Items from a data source
----------
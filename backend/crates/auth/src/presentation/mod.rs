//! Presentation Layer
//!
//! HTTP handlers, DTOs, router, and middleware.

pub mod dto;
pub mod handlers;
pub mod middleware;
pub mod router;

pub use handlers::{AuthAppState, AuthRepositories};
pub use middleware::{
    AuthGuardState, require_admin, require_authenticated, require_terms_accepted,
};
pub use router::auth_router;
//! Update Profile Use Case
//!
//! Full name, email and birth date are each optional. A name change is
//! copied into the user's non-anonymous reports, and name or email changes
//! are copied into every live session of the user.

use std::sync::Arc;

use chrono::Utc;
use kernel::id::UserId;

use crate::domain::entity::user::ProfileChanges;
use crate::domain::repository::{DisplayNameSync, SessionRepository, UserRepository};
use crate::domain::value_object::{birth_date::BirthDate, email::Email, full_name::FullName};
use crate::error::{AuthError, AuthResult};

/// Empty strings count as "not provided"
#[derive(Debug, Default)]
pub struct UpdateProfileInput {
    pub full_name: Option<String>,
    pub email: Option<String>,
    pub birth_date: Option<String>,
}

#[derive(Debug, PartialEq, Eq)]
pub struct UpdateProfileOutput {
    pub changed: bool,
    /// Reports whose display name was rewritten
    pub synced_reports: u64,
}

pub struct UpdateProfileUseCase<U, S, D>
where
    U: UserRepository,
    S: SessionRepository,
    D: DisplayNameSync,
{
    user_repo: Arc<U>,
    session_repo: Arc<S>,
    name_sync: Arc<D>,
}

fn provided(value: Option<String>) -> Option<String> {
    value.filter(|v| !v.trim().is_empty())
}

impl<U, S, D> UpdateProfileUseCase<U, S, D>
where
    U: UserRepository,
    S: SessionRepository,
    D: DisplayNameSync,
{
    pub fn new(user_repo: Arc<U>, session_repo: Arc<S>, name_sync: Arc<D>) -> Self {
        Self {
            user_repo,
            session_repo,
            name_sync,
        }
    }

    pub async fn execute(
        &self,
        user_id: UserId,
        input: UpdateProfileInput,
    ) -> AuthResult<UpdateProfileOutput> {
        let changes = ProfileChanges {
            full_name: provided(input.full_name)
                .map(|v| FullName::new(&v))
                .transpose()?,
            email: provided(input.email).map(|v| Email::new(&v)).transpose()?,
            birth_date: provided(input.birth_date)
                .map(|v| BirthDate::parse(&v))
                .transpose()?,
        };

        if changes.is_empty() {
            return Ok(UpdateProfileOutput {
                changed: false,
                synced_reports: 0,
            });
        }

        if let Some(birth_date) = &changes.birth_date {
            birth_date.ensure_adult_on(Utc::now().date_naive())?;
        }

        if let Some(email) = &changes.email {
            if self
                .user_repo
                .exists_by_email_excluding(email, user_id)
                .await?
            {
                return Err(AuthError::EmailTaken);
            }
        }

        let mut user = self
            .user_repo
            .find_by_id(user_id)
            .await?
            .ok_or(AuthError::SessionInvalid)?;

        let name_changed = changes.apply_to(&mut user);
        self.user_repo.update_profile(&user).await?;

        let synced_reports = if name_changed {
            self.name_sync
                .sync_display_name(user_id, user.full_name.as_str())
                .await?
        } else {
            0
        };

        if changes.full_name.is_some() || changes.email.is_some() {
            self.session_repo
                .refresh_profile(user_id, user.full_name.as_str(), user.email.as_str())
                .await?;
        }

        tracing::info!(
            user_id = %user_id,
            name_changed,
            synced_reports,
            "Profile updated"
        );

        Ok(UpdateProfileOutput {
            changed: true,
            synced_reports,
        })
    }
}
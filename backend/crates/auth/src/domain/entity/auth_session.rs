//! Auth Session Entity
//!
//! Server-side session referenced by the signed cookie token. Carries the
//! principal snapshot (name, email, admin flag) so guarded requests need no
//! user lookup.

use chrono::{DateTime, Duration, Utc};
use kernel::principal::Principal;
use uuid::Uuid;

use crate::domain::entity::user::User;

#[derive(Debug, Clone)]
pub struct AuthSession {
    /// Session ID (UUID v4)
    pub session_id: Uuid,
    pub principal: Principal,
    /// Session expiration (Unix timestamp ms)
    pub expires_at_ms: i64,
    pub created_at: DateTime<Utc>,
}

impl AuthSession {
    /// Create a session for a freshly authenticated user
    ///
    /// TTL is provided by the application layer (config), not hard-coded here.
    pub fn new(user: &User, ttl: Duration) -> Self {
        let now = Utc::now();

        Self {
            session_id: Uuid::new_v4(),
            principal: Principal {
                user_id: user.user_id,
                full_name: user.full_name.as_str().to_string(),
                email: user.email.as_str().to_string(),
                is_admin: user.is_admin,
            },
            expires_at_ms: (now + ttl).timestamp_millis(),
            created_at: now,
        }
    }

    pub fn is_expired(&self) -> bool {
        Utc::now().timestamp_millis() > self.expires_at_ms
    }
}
----------
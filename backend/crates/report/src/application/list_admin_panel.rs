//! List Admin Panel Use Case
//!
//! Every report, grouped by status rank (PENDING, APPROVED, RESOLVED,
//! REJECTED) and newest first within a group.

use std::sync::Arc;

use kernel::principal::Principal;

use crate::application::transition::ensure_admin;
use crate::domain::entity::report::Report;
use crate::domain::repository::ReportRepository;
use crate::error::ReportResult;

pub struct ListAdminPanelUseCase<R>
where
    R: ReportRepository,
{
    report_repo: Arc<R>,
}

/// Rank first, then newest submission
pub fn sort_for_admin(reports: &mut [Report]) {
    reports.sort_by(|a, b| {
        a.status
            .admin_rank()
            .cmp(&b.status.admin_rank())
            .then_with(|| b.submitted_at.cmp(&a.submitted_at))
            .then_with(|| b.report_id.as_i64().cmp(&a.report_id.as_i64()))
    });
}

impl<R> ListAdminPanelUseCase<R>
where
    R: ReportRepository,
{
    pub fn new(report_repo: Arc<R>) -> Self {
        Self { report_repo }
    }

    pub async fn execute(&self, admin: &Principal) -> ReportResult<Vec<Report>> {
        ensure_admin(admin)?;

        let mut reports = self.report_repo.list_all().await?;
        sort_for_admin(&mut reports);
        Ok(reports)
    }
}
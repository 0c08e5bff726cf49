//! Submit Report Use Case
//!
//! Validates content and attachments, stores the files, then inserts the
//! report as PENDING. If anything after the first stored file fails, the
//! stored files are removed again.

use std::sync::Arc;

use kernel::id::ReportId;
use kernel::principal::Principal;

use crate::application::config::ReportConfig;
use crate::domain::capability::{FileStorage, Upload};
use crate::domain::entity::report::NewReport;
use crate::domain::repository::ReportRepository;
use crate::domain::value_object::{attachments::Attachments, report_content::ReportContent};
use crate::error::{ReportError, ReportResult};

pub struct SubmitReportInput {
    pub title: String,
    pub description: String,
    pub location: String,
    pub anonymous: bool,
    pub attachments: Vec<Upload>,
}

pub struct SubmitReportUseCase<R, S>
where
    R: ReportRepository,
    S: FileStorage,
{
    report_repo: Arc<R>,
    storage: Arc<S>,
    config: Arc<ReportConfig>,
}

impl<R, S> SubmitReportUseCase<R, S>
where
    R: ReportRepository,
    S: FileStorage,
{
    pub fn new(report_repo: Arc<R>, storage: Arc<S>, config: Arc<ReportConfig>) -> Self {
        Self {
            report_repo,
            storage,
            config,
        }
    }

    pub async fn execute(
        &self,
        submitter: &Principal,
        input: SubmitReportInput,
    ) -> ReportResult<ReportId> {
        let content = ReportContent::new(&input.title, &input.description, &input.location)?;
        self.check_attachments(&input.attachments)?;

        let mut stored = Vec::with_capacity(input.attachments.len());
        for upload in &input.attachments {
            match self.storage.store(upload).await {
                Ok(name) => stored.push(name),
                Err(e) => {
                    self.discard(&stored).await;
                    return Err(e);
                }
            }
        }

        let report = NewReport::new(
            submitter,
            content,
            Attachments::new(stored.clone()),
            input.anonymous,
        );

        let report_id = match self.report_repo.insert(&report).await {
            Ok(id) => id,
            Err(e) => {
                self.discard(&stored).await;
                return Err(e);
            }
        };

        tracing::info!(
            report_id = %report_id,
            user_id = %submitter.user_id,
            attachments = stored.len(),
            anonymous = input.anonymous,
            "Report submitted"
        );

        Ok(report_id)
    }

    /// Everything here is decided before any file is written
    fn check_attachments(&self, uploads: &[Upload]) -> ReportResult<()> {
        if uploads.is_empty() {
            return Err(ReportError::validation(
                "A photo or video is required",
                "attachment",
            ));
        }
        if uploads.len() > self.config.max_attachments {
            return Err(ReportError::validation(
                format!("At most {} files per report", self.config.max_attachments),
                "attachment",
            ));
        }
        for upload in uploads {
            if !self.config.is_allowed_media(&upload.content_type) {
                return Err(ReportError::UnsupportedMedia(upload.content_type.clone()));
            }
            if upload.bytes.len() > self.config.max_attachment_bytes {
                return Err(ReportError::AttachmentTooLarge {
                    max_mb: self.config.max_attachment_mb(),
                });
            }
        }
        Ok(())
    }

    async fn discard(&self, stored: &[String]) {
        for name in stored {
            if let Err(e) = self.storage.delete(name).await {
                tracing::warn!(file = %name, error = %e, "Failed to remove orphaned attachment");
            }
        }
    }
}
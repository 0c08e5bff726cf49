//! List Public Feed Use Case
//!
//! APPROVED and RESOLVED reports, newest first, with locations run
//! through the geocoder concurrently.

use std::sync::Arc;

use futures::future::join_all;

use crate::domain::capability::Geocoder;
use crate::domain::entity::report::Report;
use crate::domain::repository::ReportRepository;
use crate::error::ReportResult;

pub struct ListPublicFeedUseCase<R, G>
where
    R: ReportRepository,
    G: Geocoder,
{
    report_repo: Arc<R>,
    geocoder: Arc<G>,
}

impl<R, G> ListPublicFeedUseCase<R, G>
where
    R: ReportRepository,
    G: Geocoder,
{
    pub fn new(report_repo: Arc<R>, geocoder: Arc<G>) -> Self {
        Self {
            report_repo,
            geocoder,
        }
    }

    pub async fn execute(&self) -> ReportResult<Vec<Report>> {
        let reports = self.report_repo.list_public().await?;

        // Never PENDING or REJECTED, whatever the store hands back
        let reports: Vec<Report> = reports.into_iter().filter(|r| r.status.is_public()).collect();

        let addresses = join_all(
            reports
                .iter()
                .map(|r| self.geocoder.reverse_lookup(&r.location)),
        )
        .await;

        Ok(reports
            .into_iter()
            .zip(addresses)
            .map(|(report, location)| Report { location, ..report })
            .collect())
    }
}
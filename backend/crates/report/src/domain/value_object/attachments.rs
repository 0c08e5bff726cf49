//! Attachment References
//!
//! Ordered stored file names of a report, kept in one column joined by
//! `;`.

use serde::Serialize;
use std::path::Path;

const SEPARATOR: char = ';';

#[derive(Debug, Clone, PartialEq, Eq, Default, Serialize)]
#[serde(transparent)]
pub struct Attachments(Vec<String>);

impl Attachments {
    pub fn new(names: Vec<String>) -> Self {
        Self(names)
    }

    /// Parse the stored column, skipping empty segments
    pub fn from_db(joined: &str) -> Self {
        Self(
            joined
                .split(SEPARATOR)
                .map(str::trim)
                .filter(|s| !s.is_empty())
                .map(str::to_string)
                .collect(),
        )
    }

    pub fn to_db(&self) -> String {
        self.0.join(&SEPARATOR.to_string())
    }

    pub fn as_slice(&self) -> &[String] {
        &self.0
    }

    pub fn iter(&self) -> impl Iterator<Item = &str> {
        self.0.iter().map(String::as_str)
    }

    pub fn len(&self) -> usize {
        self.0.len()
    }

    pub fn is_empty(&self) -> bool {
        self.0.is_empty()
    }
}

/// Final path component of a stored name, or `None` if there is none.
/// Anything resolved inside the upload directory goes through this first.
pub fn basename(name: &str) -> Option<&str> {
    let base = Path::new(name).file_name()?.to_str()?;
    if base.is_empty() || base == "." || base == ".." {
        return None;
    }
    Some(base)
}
----------
◆ **AIM OF THE TASK**
Every line that contains "struct" should be copied out of the data.

◆ **RESPONSE AREA**
pub struct UpdateProfileInput {
pub struct UpdateProfileOutput {
pub struct UpdateProfileUseCase<U, S, D>
pub struct AuthSession {
pub struct ListAdminPanelUseCase<R>
pub struct SubmitReportInput {
pub struct SubmitReportUseCase<R, S>
pub struct ListPublicFeedUseCase<R, G>
pub struct Attachments(Vec<String>);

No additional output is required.